SABINE PASS, TX – Golden Pass LNG, in partnership with its Engineering, Procurement and Construction contractor CCZ JV, a joint venture between Chiyoda International Corporation, McDermott International and Zachry Group, are making sure local businesses receive priority consideration for work with the new liquefied natural gas export project under construction in Sabine Pass, Texas. CCZ JV has awarded 34 local subcontracts since construction began in May.

Tuesday evening, the project hosted a Local Business Forum at the Port Arthur Civic Center. Businesses in Jefferson, Orange, Hardin, Jasper, Newton, Liberty, Tyler and Chambers Counties and the Bolivar Peninsula of Galveston County interested in working with the project are encouraged to register here.

“Our project, along with all of the new development in Southeast Texas right now, is creating an incredible opportunity for local businesses to thrive,” John Fraser, vice president of operations for Golden Pass, said. “With the enthusiasm we’ve received, it’s clear local businesses are excited to join in our growth. And it’s up to us to create the maximum opportunity to ensure our community has the right tools, the right information and the right connections to realize those opportunities.”

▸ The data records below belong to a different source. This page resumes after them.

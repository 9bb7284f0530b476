//! UseCase: 予測結果の提出と判定
//!
//! 全員分の予測がそろった時点で 1 度だけ判定し、`judgment_result` を全員に送る。
//! 判定と予測の破棄は Repository の 1 回のロック内で行われるため、
//! 同時に提出されても結果は 1 ラウンドにつき 1 回しか出ない。

use std::sync::Arc;

use crate::domain::{
    JudgmentResult, MessagePusher, Notification, ParticipantId, PredictionOutcome,
    PredictionSubmission, RoomName, RoomRepository,
};

use super::error::RoomActionError;

/// 予測提出のユースケース
pub struct SubmitPredictionUseCase {
    repository: Arc<dyn RoomRepository>,
    message_pusher: Arc<dyn MessagePusher>,
}

impl SubmitPredictionUseCase {
    pub fn new(
        repository: Arc<dyn RoomRepository>,
        message_pusher: Arc<dyn MessagePusher>,
    ) -> Self {
        Self {
            repository,
            message_pusher,
        }
    }

    /// # Returns
    ///
    /// * `Ok(Some(JudgmentResult))` - この提出で判定が確定した
    /// * `Ok(None)` - 相手の提出待ち
    pub async fn execute(
        &self,
        participant: &ParticipantId,
        room: &RoomName,
        submission: PredictionSubmission,
    ) -> Result<Option<JudgmentResult>, RoomActionError> {
        let outcome = self
            .repository
            .record_prediction(room, participant, submission)
            .await?;

        let PredictionOutcome::Judged { result, recipients } = outcome else {
            tracing::debug!("Prediction from '{}' stored, waiting for peer", participant);
            return Ok(None);
        };

        tracing::info!(
            "Room '{}' judged on '{}': {:?}",
            result.room,
            result.topic,
            result.outcome
        );
        let notification = Notification::JudgmentResult(result.clone());
        if let Err(e) = self.message_pusher.broadcast(recipients, &notification).await {
            tracing::warn!("Failed to broadcast judgment_result: {}", e);
        }
        Ok(Some(result))
    }
}
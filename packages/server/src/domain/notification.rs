//! Outbound events produced by the use cases.
//!
//! A `Notification` is protocol independent. The infrastructure layer turns it
//! into the wire DTO before handing it to a socket.

use super::{
    entity::{Occupant, RoomStatus},
    error::JoinRejection,
    judgment::JudgmentResult,
    value_object::{ParticipantId, RoomKind, RoomName, Timestamp, Topic},
};

/// 参加者へ送る通知
#[derive(Debug, Clone, PartialEq)]
pub enum Notification {
    /// 接続直後に割り当てた ID を伝える
    Connected { participant: ParticipantId },
    RoomJoined {
        room: RoomName,
        kind: RoomKind,
        occupants: Vec<Occupant>,
    },
    JoinRoomFailed {
        room: RoomName,
        reason: JoinRejection,
    },
    RoomStatus {
        rooms: Vec<RoomStatus>,
        timestamp: Timestamp,
    },
    /// マッチング成立。`peer` は受信者から見た相手。
    RoomReady {
        room: RoomName,
        host: ParticipantId,
        peer: Occupant,
        started_at: Timestamp,
    },
    TopicChosen {
        room: RoomName,
        topic: Topic,
        chosen_by: ParticipantId,
    },
    PeerFinished {
        room: RoomName,
        participant: ParticipantId,
    },
    /// 描画データの中継（中身は解釈しない）
    PeerDraw {
        room: RoomName,
        participant: ParticipantId,
        data: serde_json::Value,
    },
    JudgmentResult(JudgmentResult),
    PeerDeparting {
        room: RoomName,
        participant: ParticipantId,
    },
    PeerDisconnected {
        room: RoomName,
        participant: ParticipantId,
    },
    RoomClosed { room: RoomName },
    RematchRequested {
        room: RoomName,
        participant: ParticipantId,
    },
    LeaveAcknowledged { room: RoomName, grace_secs: u64 },
}
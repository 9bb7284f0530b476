//! Server execution logic.

use std::sync::Arc;

use axum::{Router, routing::get};
use tokio::net::TcpListener;
use tower_http::trace::TraceLayer;

use super::{
    handler::{get_rooms, health_check, websocket_handler},
    signal::shutdown_signal,
    state::AppState,
};

/// Matchmaking server
///
/// # Example
///
/// ```ignore
/// let server = Server::new(Arc::new(AppState::new(repository, pusher, clock, resolver, &config)));
/// server.run("127.0.0.1".to_string(), 8080).await?;
/// ```
pub struct Server {
    state: Arc<AppState>,
}

impl Server {
    pub fn new(state: Arc<AppState>) -> Self {
        Self { state }
    }

    /// Build the router with every endpoint attached.
    pub fn router(&self) -> Router {
        Router::new()
            // WebSocket エンドポイント
            .route("/ws", get(websocket_handler))
            // HTTP エンドポイント
            .route("/api/health", get(health_check))
            .route("/api/rooms", get(get_rooms))
            .layer(TraceLayer::new_for_http())
            .with_state(self.state.clone())
    }

    /// Run the server
    ///
    /// # Errors
    ///
    /// Returns an error if the server fails to bind to the specified address or
    /// if there's an error during server execution.
    pub async fn run(self, host: String, port: u16) -> Result<(), Box<dyn std::error::Error>> {
        let bind_addr = format!("{}:{}", host, port);
        let listener = TcpListener::bind(&bind_addr).await?;

        tracing::info!("Matchmaking server listening on {}", listener.local_addr()?);
        tracing::info!("Connect to: ws://{}/ws", bind_addr);
        tracing::info!("Press Ctrl+C to shutdown gracefully");

        self.serve(listener).await?;

        tracing::info!("Server shutdown complete");
        Ok(())
    }

    /// Serve on an already bound listener until a shutdown signal arrives.
    pub async fn serve(self, listener: TcpListener) -> std::io::Result<()> {
        axum::serve(listener, self.router())
            .with_graceful_shutdown(shutdown_signal())
            .await
    }
}
//! UseCase: 退出（2 段階）
//!
//! 1. `leave`：相手がいる共有ルームでは退出中（Leaving）になる。ルームは人数に
//!    数えられたまま新規入室を拒否し、相手には `peer_departing` が届く。
//!    猶予時間のタイマーを起動する。
//! 2. `leave_confirmed`：退出中のルームをクリアし、相手に `room_closed` を送る。
//!    確認が来ないまま猶予時間が過ぎた場合も同じ後始末を行う。
//!
//! ## テスト実装の作業記録
//!
//! ### どのような状況を想定しているか
//! - 正常系：申し出 → 確認でルームが空く
//! - 猶予切れ：確認が来なくてもルームが空く
//! - 打ち切り：確認後の猶予切れは何もしない
//! - エッジケース：一人きりのルーム、専用ルーム

use std::{sync::Arc, time::Duration};

use rakugaki_shared::time::Clock;

use crate::domain::{
    LeaveOutcome, MessagePusher, Notification, ParticipantId, RoomClosure, RoomName,
    RoomRepository,
};

use super::{error::RoomActionError, list_rooms::broadcast_room_status};

/// 退出のユースケース
pub struct LeaveRoomUseCase {
    repository: Arc<dyn RoomRepository>,
    message_pusher: Arc<dyn MessagePusher>,
    clock: Arc<dyn Clock>,
    grace: Duration,
}

impl LeaveRoomUseCase {
    pub fn new(
        repository: Arc<dyn RoomRepository>,
        message_pusher: Arc<dyn MessagePusher>,
        clock: Arc<dyn Clock>,
        grace: Duration,
    ) -> Self {
        Self {
            repository,
            message_pusher,
            clock,
            grace,
        }
    }

    /// 退出の申し出
    pub async fn begin(
        &self,
        participant: &ParticipantId,
        room: &RoomName,
    ) -> Result<LeaveOutcome, RoomActionError> {
        let outcome = self.repository.begin_leave(room, participant).await?;

        let grace_secs = match &outcome {
            LeaveOutcome::Departing { peers, generation } => {
                tracing::info!(
                    "Participant '{}' is leaving room '{}' ({}s grace)",
                    participant,
                    room,
                    self.grace.as_secs()
                );
                let notification = Notification::PeerDeparting {
                    room: room.clone(),
                    participant: participant.clone(),
                };
                if let Err(e) = self
                    .message_pusher
                    .broadcast(peers.clone(), &notification)
                    .await
                {
                    tracing::warn!("Failed to broadcast peer_departing: {}", e);
                }
                self.schedule_expiry(room.clone(), participant.clone(), *generation);
                self.grace.as_secs()
            }
            LeaveOutcome::Left { abandoned } => {
                tracing::info!("Participant '{}' left room '{}'", participant, room);
                if !abandoned.is_empty() {
                    // 退出中のまま残っていた側にとっては退出の完了
                    let notification = Notification::RoomClosed { room: room.clone() };
                    if let Err(e) = self
                        .message_pusher
                        .broadcast(abandoned.clone(), &notification)
                        .await
                    {
                        tracing::warn!("Failed to broadcast room_closed: {}", e);
                    }
                }
                0
            }
            LeaveOutcome::PrivateRoomClosed => {
                tracing::info!("Private room '{}' closed", room);
                0
            }
        };

        let ack = Notification::LeaveAcknowledged {
            room: room.clone(),
            grace_secs,
        };
        if let Err(e) = self.message_pusher.push_to(participant, &ack).await {
            tracing::warn!("Failed to push leave_acknowledged to '{}': {}", participant, e);
        }

        if !matches!(outcome, LeaveOutcome::PrivateRoomClosed) {
            broadcast_room_status(
                self.repository.as_ref(),
                self.message_pusher.as_ref(),
                self.clock.as_ref(),
            )
            .await;
        }
        Ok(outcome)
    }

    /// 退出の完了
    ///
    /// 退出中でなければ何もしない。
    pub async fn confirm(&self, participant: &ParticipantId) -> Option<RoomClosure> {
        let closure = self.repository.confirm_leave(participant).await?;
        tracing::info!(
            "Participant '{}' confirmed leaving room '{}'",
            participant,
            closure.room
        );
        close_room(
            self.repository.as_ref(),
            self.message_pusher.as_ref(),
            self.clock.as_ref(),
            &closure,
        )
        .await;
        Some(closure)
    }

    fn schedule_expiry(&self, room: RoomName, participant: ParticipantId, generation: u64) {
        let repository = Arc::clone(&self.repository);
        let message_pusher = Arc::clone(&self.message_pusher);
        let clock = Arc::clone(&self.clock);
        let grace = self.grace;
        tokio::spawn(async move {
            tokio::time::sleep(grace).await;
            let Some(closure) = repository
                .expire_leave(&room, &participant, generation)
                .await
            else {
                return;
            };
            tracing::info!(
                "Grace window for '{}' in room '{}' expired, room cleared",
                participant,
                room
            );
            close_room(
                repository.as_ref(),
                message_pusher.as_ref(),
                clock.as_ref(),
                &closure,
            )
            .await;
        });
    }
}

async fn close_room(
    repository: &dyn RoomRepository,
    message_pusher: &dyn MessagePusher,
    clock: &dyn Clock,
    closure: &RoomClosure,
) {
    let notification = Notification::RoomClosed {
        room: closure.room.clone(),
    };
    if let Err(e) = message_pusher
        .broadcast(closure.remaining.clone(), &notification)
        .await
    {
        tracing::warn!("Failed to broadcast room_closed: {}", e);
    }
    broadcast_room_status(repository, message_pusher, clock).await;
}
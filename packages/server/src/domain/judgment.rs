//! Judgment: scoring classifier output against the round's topic.

use serde::Serialize;

use super::{
    entity::{PredictionSubmission, RankedLabel},
    value_object::{ParticipantId, RoomName, Topic},
};

/// Number of ranked labels echoed back per participant.
pub const TOP_LABELS: usize = 3;

/// 勝敗
#[derive(Debug, Clone, PartialEq, Eq, Serialize)]
pub enum Outcome {
    Winner(ParticipantId),
    Draw,
    /// 専用ルームでの一人判定
    Solo,
}

#[derive(Debug, Clone, PartialEq, Serialize)]
pub struct JudgedEntry {
    pub participant: ParticipantId,
    pub display_name: String,
    pub score: f64,
    pub top_labels: Vec<RankedLabel>,
}

/// 1 ラウンドにつき 1 回だけ公開される判定結果
#[derive(Debug, Clone, PartialEq, Serialize)]
pub struct JudgmentResult {
    pub room: RoomName,
    pub topic: Topic,
    pub outcome: Outcome,
    /// 入室順（ホストが先頭）
    pub entries: Vec<JudgedEntry>,
}

/// Confidence of the first label exactly matching `target`, or zero.
pub fn score(ranked_labels: &[RankedLabel], target: &Topic) -> f64 {
    ranked_labels
        .iter()
        .find(|ranked| ranked.label == target.as_str())
        .map(|ranked| ranked.confidence)
        .filter(|confidence| confidence.is_finite() && *confidence > 0.0)
        .unwrap_or(0.0)
}

/// 勝敗を決める
///
/// 全員 0 点、または最高点が並んだ場合は引き分け。
pub fn decide_outcome(entries: &[JudgedEntry]) -> Outcome {
    if entries.len() == 1 {
        return Outcome::Solo;
    }

    let best = entries.iter().map(|e| e.score).fold(0.0_f64, f64::max);
    if best == 0.0 {
        return Outcome::Draw;
    }

    let mut leaders = entries.iter().filter(|e| e.score == best);
    match (leaders.next(), leaders.next()) {
        (Some(leader), None) => Outcome::Winner(leader.participant.clone()),
        _ => Outcome::Draw,
    }
}

/// Scores every submission against `topic` and decides the outcome.
///
/// `submissions` must already be in occupant order.
pub fn judge(
    room: RoomName,
    topic: Topic,
    submissions: Vec<(ParticipantId, PredictionSubmission)>,
) -> JudgmentResult {
    let entries: Vec<JudgedEntry> = submissions
        .into_iter()
        .map(|(participant, submission)| JudgedEntry {
            score: score(&submission.ranked_labels, &topic),
            top_labels: submission
                .ranked_labels
                .into_iter()
                .take(TOP_LABELS)
                .collect(),
            display_name: submission.display_name,
            participant,
        })
        .collect();

    JudgmentResult {
        outcome: decide_outcome(&entries),
        room,
        topic,
        entries,
    }
}

#[cfg(test)]
mod tests {
    use super::*;

    fn pid(value: &str) -> ParticipantId {
        ParticipantId::new(value.to_string()).unwrap()
    }

    fn topic(value: &str) -> Topic {
        Topic::new(value.to_string()).unwrap()
    }

    fn entry(participant: &str, score: f64) -> JudgedEntry {
        JudgedEntry {
            participant: pid(participant),
            display_name: participant.to_string(),
            score,
            top_labels: Vec::new(),
        }
    }

    fn submission(labels: &[(&str, f64)], name: &str) -> PredictionSubmission {
        PredictionSubmission {
            ranked_labels: labels
                .iter()
                .map(|(label, confidence)| RankedLabel::new(*label, *confidence))
                .collect(),
            target_topic: topic("cat"),
            display_name: name.to_string(),
        }
    }

    #[test]
    fn test_score_uses_matching_label_confidence() {
        // テスト項目: お題と一致するラベルの確信度がスコアになり、無ければ 0
        // given (前提条件):
        let labels = vec![RankedLabel::new("cat", 0.8), RankedLabel::new("dog", 0.1)];

        // when (操作):
        let cat = score(&labels, &topic("cat"));
        let dog = score(&labels, &topic("dog"));
        let fish = score(&labels, &topic("fish"));

        // then (期待する結果):
        assert_eq!(cat, 0.8);
        assert_eq!(dog, 0.1);
        assert_eq!(fish, 0.0);
    }

    #[test]
    fn test_score_takes_first_match_only() {
        // テスト項目: 同じラベルが複数あっても最初の一致だけを使う
        // given (前提条件):
        let labels = vec![RankedLabel::new("cat", 0.4), RankedLabel::new("cat", 0.9)];

        // when (操作):
        let result = score(&labels, &topic("cat"));

        // then (期待する結果):
        assert_eq!(result, 0.4);
    }

    #[test]
    fn test_score_ignores_non_finite_confidence() {
        // テスト項目: NaN の確信度は 0 点として扱う
        // given (前提条件):
        let labels = vec![RankedLabel::new("cat", f64::NAN)];

        // when (操作):
        let result = score(&labels, &topic("cat"));

        // then (期待する結果):
        assert_eq!(result, 0.0);
    }

    #[test]
    fn test_decide_outcome_both_zero_is_draw() {
        // テスト項目: 両者 0 点は引き分け
        // given (前提条件):
        let entries = vec![entry("alice", 0.0), entry("bob", 0.0)];

        // when (操作):
        let outcome = decide_outcome(&entries);

        // then (期待する結果):
        assert_eq!(outcome, Outcome::Draw);
    }

    #[test]
    fn test_decide_outcome_equal_scores_is_draw() {
        // テスト項目: 同点（0 以外）は引き分け
        // given (前提条件):
        let entries = vec![entry("alice", 0.5), entry("bob", 0.5)];

        // when (操作):
        let outcome = decide_outcome(&entries);

        // then (期待する結果):
        assert_eq!(outcome, Outcome::Draw);
    }

    #[test]
    fn test_decide_outcome_higher_score_wins() {
        // テスト項目: 高いスコアの参加者が勝つ（先頭・後方どちらでも）
        // given (前提条件):
        let first_wins = vec![entry("alice", 0.7), entry("bob", 0.3)];
        let second_wins = vec![entry("alice", 0.0), entry("bob", 0.2)];

        // when (操作):
        let first = decide_outcome(&first_wins);
        let second = decide_outcome(&second_wins);

        // then (期待する結果):
        assert_eq!(first, Outcome::Winner(pid("alice")));
        assert_eq!(second, Outcome::Winner(pid("bob")));
    }

    #[test]
    fn test_decide_outcome_single_entry_is_solo() {
        // テスト項目: 一人だけの判定は Solo
        // given (前提条件):
        let entries = vec![entry("alice", 0.9)];

        // when (操作):
        let outcome = decide_outcome(&entries);

        // then (期待する結果):
        assert_eq!(outcome, Outcome::Solo);
    }

    #[test]
    fn test_judge_builds_result_with_top_three_labels() {
        // テスト項目: 判定結果にスコア・表示名・上位 3 ラベルが入る
        // given (前提条件):
        let submissions = vec![
            (
                pid("alice"),
                submission(
                    &[("cat", 0.6), ("dog", 0.2), ("fox", 0.1), ("owl", 0.05)],
                    "Alice",
                ),
            ),
            (pid("bob"), submission(&[("dog", 0.9), ("cat", 0.05)], "Bob")),
        ];

        // when (操作):
        let result = judge(
            RoomName::new("room1".to_string()).unwrap(),
            topic("cat"),
            submissions,
        );

        // then (期待する結果):
        assert_eq!(result.outcome, Outcome::Winner(pid("alice")));
        assert_eq!(result.entries.len(), 2);
        assert_eq!(result.entries[0].display_name, "Alice");
        assert_eq!(result.entries[0].score, 0.6);
        assert_eq!(result.entries[0].top_labels.len(), 3);
        assert_eq!(result.entries[1].score, 0.05);
        assert_eq!(result.entries[1].top_labels.len(), 2);
    }
}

At the forum, representatives from CCZ JV and subcontractors were available to talk with local businesses about opportunities, requirements, expectations and timing.

“Golden Pass expects to bring more than $18 billion in business activity to Jefferson County with this project,” said Jefferson County Judge Jeff Branick. “It’s important that we prepare local businesses to take advantage of those opportunities by making them aware of what’s out there and making sure they’re prepared to compete for the jobs. Golden Pass’ business outreach efforts are a huge step in meeting that need.”

Construction on the project began in May and will take about five years. The facility is expected to be operational in 2024. Golden Pass expects to support about 19,000 construction jobs over the five-year construction period, with 7,000 workers on site at peak, and more than 200 permanent jobs once the facility is operational. According to an economic impact report conducted by The Perryman Group earlier this year, during construction and over the first 25 years of operations the $10+ billion infrastructure investment is projected to generate up to $34 billion in U.S. economic gains and $5 billion in taxes for the U.S. at local, state and national levels. That includes about $18.7 billion in increased business activity and over $300 million in taxes for Jefferson County alone.

The project will include three liquefaction trains with a total capacity of around 16 million tons of LNG per year, as well as other associated utility systems, interconnections to the existing facility and the expansion of the facility’s storm protection levee system. It will utilize the existing infrastructure, including five 155,000 m3 LNG storage tanks, two marine berths to accommodate the largest LNG carriers, and the existing 69-mile Golden Pass Pipeline system with access to U.S. markets. Additionally, the project contemplates the addition of compressor stations to the existing pipeline to facilitate receipt and redelivery of 2.6 billion cubic feet per day of natural gas supply to the facility.